Hindu Temple in Bhagalpur, Bihar, India

Budhanath Temple, also known as Vriddheshwarnath or Baba Bal Vridheshwarnath Temple, is a revered Hindu Temple dedicated to Lord Shiva perched on the banks of the Uttarvahini Ganga (a rare northward‑flowing stretch of the Ganges) in Jogsar (Adampur), Bhagalpur. Widely believed to date back to Treta Yuga, it is counted among the 108 Nath temples of India mentioned in the Shiva Purana.

== Etymology ==
Budhanath or Bal Vridheswarnath is one of 108 Nath in India. It is mentioned in the twelfth chapter of Shiva Purana. It is believed that the Shiva Lingam is Swayambhu (self-manifested), consecrated by Sage Vashishtha during Satya Yuga, though its origin remains unknown.

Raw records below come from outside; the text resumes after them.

//! 情绪打分：把若干文本的复合极性归一化到 [0,1]。

use crate::common::round2;
use std::sync::Arc;

/// 无数据时的中性情绪
pub const NEUTRAL_SENTIMENT: f64 = 0.5;

/// # Summary
/// 词典型情绪模型接口。
///
/// # Invariants
/// - `compound` 的返回值必须位于 [-1, 1]。
/// - 对同一文本的结果必须是确定的。
pub trait PolarityModel: Send + Sync {
    /// 计算单条文本的复合极性
    fn compound(&self, text: &str) -> f64;
}

/// # Summary
/// 将复合极性 [-1,1] 映射到 [0,1]。
pub fn normalize_compound(compound: f64) -> f64 {
    (compound.clamp(-1.0, 1.0) + 1.0) / 2.0
}

/// # Summary
/// 由复合极性序列计算平均情绪。
///
/// # Logic
/// 1. 空序列直接返回 0.5。
/// 2. 求平均后映射到 [0,1] 并保留两位小数。
///
/// # Arguments
/// * `compounds`: 每条文本的复合极性。
///
/// # Returns
/// 归一化后的平均情绪。
pub fn score_compounds(compounds: &[f64]) -> f64 {
    if compounds.is_empty() {
        return NEUTRAL_SENTIMENT;
    }
    let (sum, count) = compounds
        .iter()
        .fold((0.0_f64, 0.0_f64), |(sum, count), c| (sum + c, count + 1.0));
    let avg = sum / count;
    round2(normalize_compound(avg))
}

/// # Summary
/// 情绪打分器，持有一个可替换的极性模型。
#[derive(Clone)]
pub struct SentimentScorer {
    model: Arc<dyn PolarityModel>,
}

impl SentimentScorer {
    pub fn new(model: Arc<dyn PolarityModel>) -> Self {
        Self { model }
    }

    /// # Summary
    /// 对一组文本打分。
    ///
    /// # Logic
    /// 1. 跳过空白文本。
    /// 2. 逐条求复合极性后交给 `score_compounds`。
    ///
    /// # Arguments
    /// * `texts`: 原始文本。
    ///
    /// # Returns
    /// [0,1] 之间的情绪分；无有效文本时为 0.5。
    pub fn score<S: AsRef<str>>(&self, texts: &[S]) -> f64 {
        let compounds: Vec<f64> = texts
            .iter()
            .map(AsRef::as_ref)
            .filter(|t| !t.trim().is_empty())
            .map(|t| self.model.compound(t))
            .collect();
        score_compounds(&compounds)
    }
}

== Architecture and temple complex ==
Spread over roughly 3 acres, the temple complex includes deities of Goddess Durga, Radha‑Krishna, Hanuman, Parvati, and a Nandi statue alongside the main Shivlinga. Built in a localized Nagara‑style architecture, the temple is known more for its spiritual ambiance than grand architecture; imagery and statues date from around 1937, but much of the structure is traditional in design.

A shrine for Maa Bhavani stands beside it, and local tradition holds that the idol came floating down from Munger via the Ganga.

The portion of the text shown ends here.